Live from New York: Diller Offers Answers on Ask after Jeeves

The Web search engine formerly known as Ask Jeeves has officially pensioned off its butler mascot. The site — now officially known as Ask.com — unveiled its new Jeeves-less look today, timing the re-launch to coincide with the opening of Search Engine Strategies New York ’06, where Barry Diller, chairman and CEO of parent company IAC/InterActive Corp., gave the keynote.

“We needed to drop some baggage, and the baggage was, I thought, that character,” Diller said. “It connoted something that I didn’t think allowed Ask to play in the center world of search.” That “something” was the wide public impression that Ask Jeeves was distinguished primarily by its use of natural-language search queries. In fact, Ask Jeeves dropped those predictive questions from its feature set five years ago, when users grew accustomed to keyword searching.

The new Ask.com sight was demonstrated onstage by Jim Lanzone, Ask’s senior vice president of search properties, as part of Diller’s talk. The new home page is predominantly white and clutter-free, without ads. A toolbox along the right edge lets users select to search the Web or do more specialized news, image or local searches. They can also select a number of reference tools for an encyclopedia, dictionary or thesaurus, currency and unit conversions, and a phone directory.

“We’ve found that people use these kinds of tools,” Lanzone said. “Dictionary is the number one search that we get every week on Ask.com. But people didn’t know that they could get that right from our site.”

The new Ask.com offers users a new Web-based desktop search application similar to Google’s, and also includes a toolbar button for Bloglines, the popular blog aggregator that IAC acquired last year. Its mapping service offers aerial views like those at other search sites but puts more emphasis on trip planning and driving directions. Users can simply drag and drop the “pushpin” at the end of a trip to plot another course on the fly. Users can even customize the directions for walking rather than driving, to ignore one-way streets.

“It’s like putting search on speed dial,” Lanzone said. “A lot of people in the industry know about the value of these tools, but the average user doesn’t. This is how we’re showing them what’s in the Swiss army knife.”

Diller, one of the motivators behind the creation of the Fox TV channel, was asked if he thought the search market was ready for the same kind of “fourth network”. He said what was needed was a differentiated search engine. “In making the Fox Channel in the ’80s, we didn’t want to make another network; we wanted to make an alternative to the three networks. If you use the site and access the easy way that Ask arranges information-gathering, I think you’ll see the differentiation.”

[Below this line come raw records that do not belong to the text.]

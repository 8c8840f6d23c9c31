use bevy::prelude::*;

/// A player pressed "use" on a block.
#[derive(Message, Debug, Clone, Copy, PartialEq, Eq)]
pub struct BlockActivated {
    /// Block the player interacted with.
    pub block: Entity,
    /// Player that triggered the interaction.
    pub player: Entity,
}

/// A block is being destroyed. The block is despawned once portal state has been updated.
#[derive(Message, Debug, Clone, Copy, PartialEq, Eq)]
pub struct BlockDestroyed {
    /// Block being removed from the world.
    pub block: Entity,
}

/// A player body moved this tick.
#[derive(Message, Debug, Clone, Copy, PartialEq, Eq)]
pub struct PlayerMoved {
    /// Player whose position changed.
    pub player: Entity,
}

/// Move a player to a world position.
#[derive(Message, Debug, Clone, Copy, PartialEq)]
pub struct TeleportPlayer {
    /// Player to move.
    pub player: Entity,
    /// Target world position.
    pub destination: Vec3,
}

/// Text shown to one player.
#[derive(Message, Debug, Clone, PartialEq, Eq)]
pub struct PortalNotification {
    /// Player that should see the text.
    pub player: Entity,
    /// Message body.
    pub text: String,
}
//! Transition resolution.

use crate::core::{Rule, RunError, StackMatch, State, Trigger};
use crate::definition::Definition;

/// What the table says about the current position of a run.
#[derive(Debug)]
pub(crate) enum Resolution<'a, S: State> {
    /// This rule fires next.
    Fire(&'a Rule<S>),
    /// Input exhausted and no lambda move applies: time to decide acceptance.
    Halt,
    /// Input remains but nothing matches.
    Stuck(RunError),
}

/// Pick the single rule that applies, by fixed priority:
///
/// 1. `(state, λ, top)`: stack rewriting runs before any input is read
/// 2. `(state, c, top)`
/// 3. `(state, c, *)`
pub(crate) fn resolve<'a, S: State>(
    definition: &'a Definition<S>,
    state: &S,
    top: char,
    next_symbol: Option<char>,
) -> Resolution<'a, S> {
    if let Some(rule) = definition.rule(state, Trigger::Lambda, StackMatch::Top(top)) {
        return Resolution::Fire(rule);
    }

    let Some(symbol) = next_symbol else {
        return Resolution::Halt;
    };

    definition
        .rule(state, Trigger::Input(symbol), StackMatch::Top(top))
        .or_else(|| definition.rule(state, Trigger::Input(symbol), StackMatch::Any))
        .map(Resolution::Fire)
        .unwrap_or_else(|| {
            Resolution::Stuck(RunError::NoMatchingTransition {
                state: state.name().to_string(),
                input: symbol,
                stack_top: top,
            })
        })
}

As he has said before, Diller stressed that this was a time for development and building at Ask, not for grabbing market share from competitors like Google and MSN. “I don’t think that it matters whether we have 6% [of the search market] or 2%,” he said. “What matters is whether we’re relevant.”

As a standalone company before its purchase by IAC last year, “Ask Jeeves had to dance to the tune of the Street, it had to meet its quarterly numbers, and it had far too many ads on the page.” Diller said. “So it really couldn’t compete. This is the first time we’re saying, ‘Try it. It does have differentiating things about it, and you may like them.’ I’m convinced that we will gain people that want to use it, either as their first choice or their second choice.”

Regarding Ask.com’s competitors, Diller said he found Google’s unofficial company slogan, “Don’t Be Evil,” to be “a bit pretentious.” “Google is now in real business, and like any business, they do a lot of things that some people are not going to like, and those people will think badly of them: competitors, people who’ve had the algorithm change on them so they’ve lost business.”

On the bad publicity Google and Yahoo! have received for cooperating with the Chinese Government’s desire to control the Web pages its citizens can access through search, Diller said the issue had been overblown by the media. “If you’re going function in another country, you have to obey the country’s rules,” he said. “If you can’t then don’t go. You can’t complain about it or get critical about it. You simply have to say, ‘Can I stomach operating in a country that has, God knows, enough people to make it a market and has certainly come a long way in terms of having a business culture.” Several of IAC’s Web properties operate in China now, and the company has plans to offer a regional search engine there, Diller said.

He also said that Ask.com would resist any attempts by the U.S. government to acquire data about searches and keywords, such as the subpoenas the Justice Department recently pressed against Google, Yahoo!, MSN and AOL. “All of us in the information world have enormous amounts of data on customers and employees, and we have an absolute obligation to protect it,” he said. “Guard it with your life. If you don’t you’re going to lose your customers.”